= DIRECTIONS =
Starting at the line that holds "let district = registration.region_district.unwrap_or_default();", copy every line exactly through the end of the data, and no others.
(MATERIAL PROVIDED begins)
//! MySQL implementation of DriverRepository
//!
//! Joins the `User` account with its `DriverInfo` registration and derives
//! the coarse zone from the registered district.

use async_trait::async_trait;
use sea_orm::{ColumnTrait, DatabaseConnection, EntityTrait, QueryFilter};

use crate::boundary::ports::{DriverRepository, RepositoryError};
use crate::domain::model::driver::DriverProfile;
use crate::domain::services::district::zone_for_district;
use crate::infrastructure::repository::entities::{driver_info, user};

/// MySQL implementation of DriverRepository using Sea-ORM
pub struct DriverMysqlRepository {
    db: DatabaseConnection,
}

impl DriverMysqlRepository {
    pub fn new(db: DatabaseConnection) -> Self {
        Self { db }
    }
}

#[async_trait]
impl DriverRepository for DriverMysqlRepository {
    async fn find_by_user_id(
        &self,
        user_id: i64,
    ) -> Result<Option<DriverProfile>, RepositoryError> {
        let Some(account) = user::Entity::find_by_id(user_id)
            .one(&self.db)
            .await
            .map_err(|e| RepositoryError::QueryError(e.to_string()))?
        else {
            return Ok(None);
        };

        let Some(registration) = driver_info::Entity::find()
            .filter(driver_info::Column::UserId.eq(user_id))
            .one(&self.db)
            .await
            .map_err(|e| RepositoryError::QueryError(e.to_string()))?
        else {
            return Ok(None);
        };

        let district = registration.region_district.unwrap_or_default();
        let zone = zone_for_district(&district).to_string();

        Ok(Some(DriverProfile {
            user_id,
            name: account.name,
            district,
            zone,
            phone_number: registration.phone_number,
            vehicle_number: registration.vehicle_number,
        }))
    }
}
(MATERIAL PROVIDED ends)
= OUTPUT FOR THIS TASK =
        let district = registration.region_district.unwrap_or_default();
        let zone = zone_for_district(&district).to_string();

        Ok(Some(DriverProfile {
            user_id,
            name: account.name,
            district,
            zone,
            phone_number: registration.phone_number,
            vehicle_number: registration.vehicle_number,
        }))
    }
}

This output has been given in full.